Skip to content
This repository has been archived by the owner on Sep 24, 2022. It is now read-only.

Research questions

mx edited this page May 1, 2020 · 1 revision

This page lists questions and research areas that may help with directing this group's efforts.

Distribution of open-source projects repository hosting

Knowing these numbers will tell us where to look and where it is not worth looking.

  • GitHub
  • GitLab
  • SourceForge (still has some ecellent projects there)
  • Apache Foundation (have they all moved to GitHub by now?)
  • Self-hosted (e.g.
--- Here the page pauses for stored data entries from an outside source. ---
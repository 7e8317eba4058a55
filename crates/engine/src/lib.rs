//! Fixture lifecycle and matchup coordination engine.
//!
//! Governs one head-to-head fixture between two teams across a round:
//! the deadline-driven phase machine ([`phase_clock`]), lineup submission
//! windows ([`lineup_gate`]), race-safe pairing creation and editing
//! ([`coordinator`]), substitutions with opponent penalties
//! ([`substitution`]) and result aggregation ([`results`]).
//!
//! Storage is reached through the async ports in [`ports`]; the engine
//! never does read-then-write for contended state — creation goes through
//! an atomic create-if-absent and every edit through a versioned
//! compare-and-swap. Phase is recomputed from wall-clock time at the
//! moment of every write, never cached.

pub mod config;
pub mod coordinator;
pub mod error;
pub mod lineup_gate;
pub mod memory;
pub mod phase_clock;
pub mod ports;
pub mod results;
pub mod rounds;
pub mod schedule;
pub mod substitution;

pub use config::EngineConfig;
pub use coordinator::{EditRights, MatchupCoordinator, PairingAssignment};
pub use error::{EngineError, Result};
pub use lineup_gate::LineupGate;
pub use memory::MemoryStores;
pub use ports::{FixtureStore, LineupStore, MatchupStore, RoundStore, StoreError, Stores};
pub use results::{FineGoals, PairingScoreEntry, ResultAggregator};
pub use rounds::RoundAdmin;
pub use schedule::{GeneratedSeason, SeasonScheduler};
pub use substitution::SubstitutionEngine;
Postgres)
  • Other

Project size to docs size

Correlating project metrics to documentation metrics may help us assess documentation maturity levels and their ditribution.

Project metrics:

  • number of files
  • total size in lines of code
  • total size of code in bytes
  • number of contributors
  • contributor per country
  • number of forks, stars, downloads
  • number of commits
  • amount of comments in the code
  • NPM, NuGet, RubyGems and other distribution numbers

Documentation metrics:

  • number of documents
  • document format (e.g. .md, .txt, .rst)
  • file names
  • number of commits to doc files
  • correlation of code commits to docs commits or a time series for both
  • number of contributors to doc files and their country
  • size of doc files in lines
  • size of doc files in bytes
  • number of images
  • code examples (.md files only?)
  • grammar score
  • translations

ReadMe analysis

Since ReadMe files are so ubiquitous it may be helpful to take a deeper look at their structure and contents.

  • Common headings / sections
  • Relation to other docs in the project
  • Basic linguistic analysis, e.g. corpus of words